Taiwan and China were left in distress after Super Typhoon Meranti. James Griffiths and Brandon Miller of CNN Extreme Weather reported that “Super Typhoon Meranti is barreling down on Taiwan, bringing wind speeds of up to 230 miles per hour (370 kph), faster than a Formula One race car, and torrential rains”. This destruction caused a few injuries, but incredibly vast power outages, and left residents of Taiwan detached from making important connections. CNN reported that “More than 370 domestic and international flights have been canceled and train services have also been suspended.”
China was hit hard as well. In an article published on the 17th by Eric Chaney and Sean Breslin of The Weather Channel stated, “Chinese officials also said Meranti was responsible for destroying 1,600 homes and displacing 33 million people – more than the population of Texas”. Additionally, at least 13 people were killed during the typhoon in China, according to authorities.

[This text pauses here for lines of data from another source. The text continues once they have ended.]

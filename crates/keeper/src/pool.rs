//! Pool lifecycle: creation, top-ups, pausing and closure.

use crate::{Keeper, ShieldError};
use shield_core::BlockContext;
use shield_store::{keys, KvStore};
use shield_types::{
    Address, Coins, Collateral, MixedCoins, MixedDecCoins, Pool, PoolEnd, PoolId, Provider,
    AVERAGE_BLOCK_TIME_SECS,
};
use tracing::{debug, info};

impl Keeper {
    // ═══════════════════════════════════════════════════════════════════════
    // Records
    // ═══════════════════════════════════════════════════════════════════════

    pub fn get_pool(&self, store: &dyn KvStore, pool_id: PoolId) -> Result<Option<Pool>, ShieldError> {
        Ok(keys::POOLS.may_load(store, &pool_id)?)
    }

    pub fn set_pool(&self, store: &mut dyn KvStore, pool: &Pool) -> Result<(), ShieldError> {
        keys::POOLS.save(store, &pool.id, pool)?;
        Ok(())
    }

    /// Every pool in id order.
    pub fn get_all_pools(&self, store: &dyn KvStore) -> Result<Vec<Pool>, ShieldError> {
        Ok(keys::POOLS
            .entries(store)?
            .into_iter()
            .map(|(_, pool)| pool)
            .collect())
    }

    /// Visit pools in id order until `f` returns `true`.
    pub fn iterate_pools(
        &self,
        store: &dyn KvStore,
        mut f: impl FnMut(&Pool) -> bool,
    ) -> Result<(), ShieldError> {
        for (_, pool) in keys::POOLS.entries(store)? {
            if f(&pool) {
                break;
            }
        }
        Ok(())
    }

    /// Id the next created pool receives.
    pub fn get_next_pool_id(&self, store: &dyn KvStore) -> Result<PoolId, ShieldError> {
        Ok(keys::NEXT_POOL_ID.may_load(store)?.unwrap_or(PoolId::FIRST))
    }

    pub fn set_next_pool_id(&self, store: &mut dyn KvStore, id: PoolId) -> Result<(), ShieldError> {
        keys::NEXT_POOL_ID.save(store, &id)?;
        Ok(())
    }

    pub(crate) fn load_pool(&self, store: &dyn KvStore, pool_id: PoolId) -> Result<Pool, ShieldError> {
        self.get_pool(store, pool_id)?
            .ok_or(ShieldError::NoPoolFound(pool_id))
    }

    // ═══════════════════════════════════════════════════════════════════════
    // Lifecycle
    // ═══════════════════════════════════════════════════════════════════════

    /// Whether a requested coverage length exceeds the minimum pool life.
    ///
    /// Blocks are converted at the average block time. Either bound alone is
    /// enough.
    pub fn validate_pool_duration(&self, seconds: u64, blocks: u64) -> bool {
        let min_secs = self.pool_params().min_pool_life_secs;
        seconds > min_secs || blocks.saturating_mul(AVERAGE_BLOCK_TIME_SECS) > min_secs
    }

    /// Open a pool backed by the administrator's stake.
    ///
    /// Nothing is written unless every check and the premium transfer
    /// succeed.
    #[allow(clippy::too_many_arguments)]
    pub fn create_pool(
        &self,
        store: &mut dyn KvStore,
        ctx: &BlockContext,
        creator: &Address,
        shield: &Coins,
        deposit: &MixedCoins,
        sponsor: &str,
        time_of_coverage: u64,
        blocks_of_coverage: u64,
    ) -> Result<Pool, ShieldError> {
        let admin = self.ensure_admin(store, creator)?;
        self.ensure_pool_duration(time_of_coverage, blocks_of_coverage)?;

        let mut provider = match self.get_provider(store, &admin)? {
            Some(provider) => provider,
            None => self.new_provider(&admin),
        };
        provider.collateral = provider.collateral.checked_add(shield)?;
        self.reserve_stake(&mut provider, shield)?;

        let end = PoolEnd::from_coverage(
            ctx.block_time,
            ctx.block_height,
            time_of_coverage,
            blocks_of_coverage,
        )
        .ok_or_else(|| self.too_short(time_of_coverage, blocks_of_coverage))?;

        let pool_id = self.get_next_pool_id(store)?;
        let premium = MixedDecCoins::from_mixed_coins(deposit);
        let pool = Pool::new(
            pool_id,
            shield.clone(),
            premium,
            sponsor,
            ctx.block_height,
            end,
        );

        self.premium()
            .deposit_native_premium(&deposit.native, creator)?;

        self.set_pool(store, &pool)?;
        self.set_next_pool_id(store, pool_id.next())?;
        self.set_provider(store, &provider)?;
        self.set_collateral(store, &Collateral::new(pool_id, admin, shield.clone()))?;

        info!(
            pool_id = %pool_id,
            shield = %shield,
            sponsor = %pool.sponsor,
            end = ?pool.end,
            "Pool created"
        );
        Ok(pool)
    }

    /// Add shield, premium and coverage to an existing pool.
    ///
    /// The extension must use the same kind of bound the pool was created
    /// with. A mismatched extension refuses the whole update, so the shield
    /// and premium in the same request are not applied either.
    #[allow(clippy::too_many_arguments)]
    pub fn update_pool(
        &self,
        store: &mut dyn KvStore,
        ctx: &BlockContext,
        updater: &Address,
        pool_id: PoolId,
        shield: &Coins,
        deposit: &MixedCoins,
        additional_time: u64,
        additional_blocks: u64,
    ) -> Result<Pool, ShieldError> {
        let admin = self.ensure_admin(store, updater)?;

        let mut provider = self.load_provider(store, &admin)?;
        provider.collateral = provider.collateral.checked_add(shield)?;
        self.reserve_stake(&mut provider, shield)?;

        let mut pool = self.load_pool(store, pool_id)?;
        self.ensure_pool_duration(additional_time, additional_blocks)?;
        pool.end = extend_end(pool_id, pool.end, additional_time, additional_blocks)?;

        pool.total_collateral = pool.total_collateral.checked_add(shield)?;
        let mut collateral = self
            .get_collateral(store, pool_id, &admin)?
            .unwrap_or_else(|| Collateral::new(pool_id, admin.clone(), Coins::new()));
        collateral.amount = collateral.amount.checked_add(shield)?;
        pool.shield = pool.shield.checked_add(shield)?;
        pool.premium = pool
            .premium
            .checked_add(&MixedDecCoins::from_mixed_coins(deposit))?;

        self.premium()
            .deposit_native_premium(&deposit.native, &admin)?;

        self.set_collateral(store, &collateral)?;
        self.set_pool(store, &pool)?;
        self.set_provider(store, &provider)?;

        info!(
            pool_id = %pool_id,
            added = %shield,
            shield = %pool.shield,
            end = ?pool.end,
            height = ctx.block_height,
            "Pool updated"
        );
        Ok(pool)
    }

    /// Stop a pool from accepting purchases.
    pub fn pause_pool(
        &self,
        store: &mut dyn KvStore,
        ctx: &BlockContext,
        updater: &Address,
        pool_id: PoolId,
    ) -> Result<Pool, ShieldError> {
        self.ensure_admin(store, updater)?;
        let mut pool = self.load_pool(store, pool_id)?;
        if !pool.active {
            return Err(ShieldError::PoolAlreadyPaused(pool_id));
        }
        pool.active = false;
        self.set_pool(store, &pool)?;
        info!(pool_id = %pool_id, height = ctx.block_height, "Pool paused");
        Ok(pool)
    }

    /// Re-open a paused pool.
    pub fn resume_pool(
        &self,
        store: &mut dyn KvStore,
        ctx: &BlockContext,
        updater: &Address,
        pool_id: PoolId,
    ) -> Result<Pool, ShieldError> {
        self.ensure_admin(store, updater)?;
        let mut pool = self.load_pool(store, pool_id)?;
        if pool.active {
            return Err(ShieldError::PoolAlreadyActive(pool_id));
        }
        pool.active = true;
        self.set_pool(store, &pool)?;
        info!(pool_id = %pool_id, height = ctx.block_height, "Pool resumed");
        Ok(pool)
    }

    /// Whether `pool`'s coverage has ended as of `ctx`.
    pub fn pool_ended(&self, ctx: &BlockContext, pool: &Pool) -> bool {
        pool.has_ended(ctx.block_time, ctx.block_height)
    }

    /// Release the pool's collateral and delete it.
    pub fn close_pool(&self, store: &mut dyn KvStore, pool_id: PoolId) -> Result<(), ShieldError> {
        let pool = self.load_pool(store, pool_id)?;
        self.free_collaterals(store, pool_id)?;
        keys::POOLS.remove(store, &pool_id)?;
        info!(
            pool_id = %pool_id,
            total_collateral = %pool.total_collateral,
            "Pool closed"
        );
        Ok(())
    }

    fn ensure_pool_duration(&self, seconds: u64, blocks: u64) -> Result<(), ShieldError> {
        if self.validate_pool_duration(seconds, blocks) {
            Ok(())
        } else {
            Err(self.too_short(seconds, blocks))
        }
    }

    fn too_short(&self, seconds: u64, blocks: u64) -> ShieldError {
        ShieldError::PoolLifeTooShort {
            seconds,
            blocks,
            min_secs: self.pool_params().min_pool_life_secs,
        }
    }

    /// Move the bond-denomination part of `shield` out of `available`.
    fn reserve_stake(&self, provider: &mut Provider, shield: &Coins) -> Result<(), ShieldError> {
        let bond_denom = self.bond_denom();
        let requested = shield.amount_of(&bond_denom);
        if requested > provider.available {
            return Err(ShieldError::InsufficientStaking {
                address: provider.address.clone(),
                denom: bond_denom,
                available: provider.available,
                requested,
            });
        }
        provider.available -= requested;
        debug!(
            provider = %provider.address,
            reserved = requested,
            available = provider.available,
            "Stake reserved"
        );
        Ok(())
    }
}

/// Extend the pool's end bound. Seconds take precedence over blocks.
fn extend_end(
    pool_id: PoolId,
    end: PoolEnd,
    additional_time: u64,
    additional_blocks: u64,
) -> Result<PoolEnd, ShieldError> {
    let mismatch = |requested| ShieldError::CoverageKindMismatch {
        pool_id,
        actual: if end.is_time_based() { "time" } else { "height" },
        requested,
    };

    if additional_time != 0 {
        match end {
            PoolEnd::Time { end_time } => Ok(PoolEnd::Time {
                end_time: end_time.saturating_add(additional_time),
            }),
            PoolEnd::Height { .. } => Err(mismatch("time")),
        }
    } else if additional_blocks != 0 {
        match end {
            PoolEnd::Height { end_block_height } => Ok(PoolEnd::Height {
                end_block_height: end_block_height.saturating_add(additional_blocks),
            }),
            PoolEnd::Time { .. } => Err(mismatch("blocks")),
        }
    } else {
        Ok(end)
    }
}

Residents are saddened and shocked that an 800 year old wooden bridge (the Dongguan Bridge, of Xian Bridge as it is known to some) was destroyed during the storm. China’s Yongchun County tourism board reported that “The whole city is heartbroken! The bridge had withstood a long and stormy history but had no luck with Meranti” according to Saturday’s article.
There was no luck in the Northern Philippines, either. Itbayat, an island in the Batanes province just south of Taiwan, was caught in the eye of the storm. Vermont environmentalist Bill McKibben posted a satellite photograph of the massive storm on Twitter, exhibiting the small island in the center of Typhoon Meranti. McKibben tweets “As scary a pic as I’ve ever seen.”
As much as Eastern Asia would love for the chaos to end, another typhoon, Typhoon Malakas, was recorded recently. This time around it is expected to hit Japan instead of China – though the storm will still cause trouble for Taiwan. Tom Moore of The Weather Channel reports that the typhoon “will continue to threaten Japan’s southernmost Ryukyu Islands” and “could impact southern mainland Japan early next week.”
Typhoons Meranti and Malakas both prove to be disastrous and have made headlines both nationally and internationally. According to euronews.com, Meranti is considered “the strongest storm in the world so far this year”. An Aljiazeera report calls this “the third most violent typhoon on record.”
While we focus our energies on what storms are directed our way, it is important to note what weather patterns and natural disasters others are experiencing just on the other side of the world.